*What you are asked to do*
Once you find the line with "pub struct MemoryBuckets", copy it and every line after it through the end of the entries below, exactly as written.

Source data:
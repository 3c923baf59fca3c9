//! Error types and result aliases shared across Switchyard components.

/// The result type used throughout the core crate.
pub type Result<T> = std::result::Result<T, Error>;

/// Errors produced by core primitives.
#[derive(Debug, thiserror::Error)]
pub enum Error {
    /// An invalid identifier was provided.
    #[error("invalid identifier: {message}")]
    InvalidId {
        /// Description of what made the identifier invalid.
        message: String,
    },

    /// An internal error occurred that should not happen in normal operation.
    #[error("internal error: {message}")]
    Internal {
        /// Description of the internal error.
        message: String,
    },
}

impl Error {
    /// Creates a new invalid-identifier error with the given message.
    #[must_use]
    pub fn invalid_id(message: impl Into<String>) -> Self {
        Self::InvalidId {
            message: message.into(),
        }
    }
}
//! Experiment buckets: the arms of an A/B test.
//!
//! Bucket CRUD lives outside this crate; the lifecycle core only reads the
//! bucket list during the DRAFT → RUNNING transition to sanity-check the
//! allocation before the experiment goes live.

use async_trait::async_trait;
use serde::{Deserialize, Serialize};
use std::collections::HashMap;
use std::sync::RwLock;

use switchyard_core::ExperimentId;

use crate::store::RepositoryError;

/// One arm of an experiment with an allocation percentage.
#[derive(Debug, Clone, PartialEq, Serialize, Deserialize)]
#[serde(rename_all = "camelCase")]
pub struct Bucket {
    /// Bucket label, unique within the experiment.
    pub label: String,
    /// Fraction of sampled traffic assigned to this bucket, in [0, 1].
    pub allocation: f64,
    /// Whether this bucket is the control arm.
    pub is_control: bool,
    /// Optional free-text description.
    #[serde(skip_serializing_if = "Option::is_none")]
    pub description: Option<String>,
}

impl Bucket {
    /// Creates a treatment bucket.
    #[must_use]
    pub fn new(label: impl Into<String>, allocation: f64) -> Self {
        Self {
            label: label.into(),
            allocation,
            is_control: false,
            description: None,
        }
    }

    /// Creates a control bucket.
    #[must_use]
    pub fn control(label: impl Into<String>, allocation: f64) -> Self {
        Self {
            label: label.into(),
            allocation,
            is_control: true,
            description: None,
        }
    }
}

/// The full set of buckets configured for an experiment.
#[derive(Debug, Clone, Default, PartialEq, Serialize, Deserialize)]
pub struct BucketList {
    /// The buckets, in configuration order.
    pub buckets: Vec<Bucket>,
}

impl BucketList {
    /// Creates a bucket list from the given buckets.
    #[must_use]
    pub fn new(buckets: Vec<Bucket>) -> Self {
        Self { buckets }
    }

    /// Returns the number of buckets.
    #[must_use]
    pub fn len(&self) -> usize {
        self.buckets.len()
    }

    /// Returns true when no buckets are configured.
    #[must_use]
    pub fn is_empty(&self) -> bool {
        self.buckets.is_empty()
    }
}

/// Read access to the bucket configuration of an experiment.
#[async_trait]
pub trait Buckets: Send + Sync {
    /// Returns the bucket list configured for the experiment.
    ///
    /// # Errors
    ///
    /// Returns an error if the backing store fails.
    async fn bucket_list(&self, id: ExperimentId) -> Result<BucketList, RepositoryError>;
}

/// In-memory bucket source for tests and local development.
#[derive(Debug, Default)]
pub struct MemoryBuckets {
    inner: RwLock<HashMap<ExperimentId, BucketList>>,
}

impl MemoryBuckets {
    /// Creates an empty bucket source.
    #[must_use]
    pub fn new() -> Self {
        Self::default()
    }

    /// Installs the bucket list for an experiment.
    pub fn set_buckets(&self, id: ExperimentId, buckets: BucketList) {
        let mut guard = self
            .inner
            .write()
            .unwrap_or_else(std::sync::PoisonError::into_inner);
        guard.insert(id, buckets);
    }
}

#[async_trait]
impl Buckets for MemoryBuckets {
    async fn bucket_list(&self, id: ExperimentId) -> Result<BucketList, RepositoryError> {
        let guard = self
            .inner
            .read()
            .unwrap_or_else(std::sync::PoisonError::into_inner);
        Ok(guard.get(&id).cloned().unwrap_or_default())
    }
}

*Response*
pub struct MemoryBuckets {
    inner: RwLock<HashMap<ExperimentId, BucketList>>,
}

impl MemoryBuckets {
    /// Creates an empty bucket source.
    #[must_use]
    pub fn new() -> Self {
        Self::default()
    }

    /// Installs the bucket list for an experiment.
    pub fn set_buckets(&self, id: ExperimentId, buckets: BucketList) {
        let mut guard = self
            .inner
            .write()
            .unwrap_or_else(std::sync::PoisonError::into_inner);
        guard.insert(id, buckets);
    }
}

#[async_trait]
impl Buckets for MemoryBuckets {
    async fn bucket_list(&self, id: ExperimentId) -> Result<BucketList, RepositoryError> {
        let guard = self
            .inner
            .read()
            .unwrap_or_else(std::sync::PoisonError::into_inner);
        Ok(guard.get(&id).cloned().unwrap_or_default())
    }
}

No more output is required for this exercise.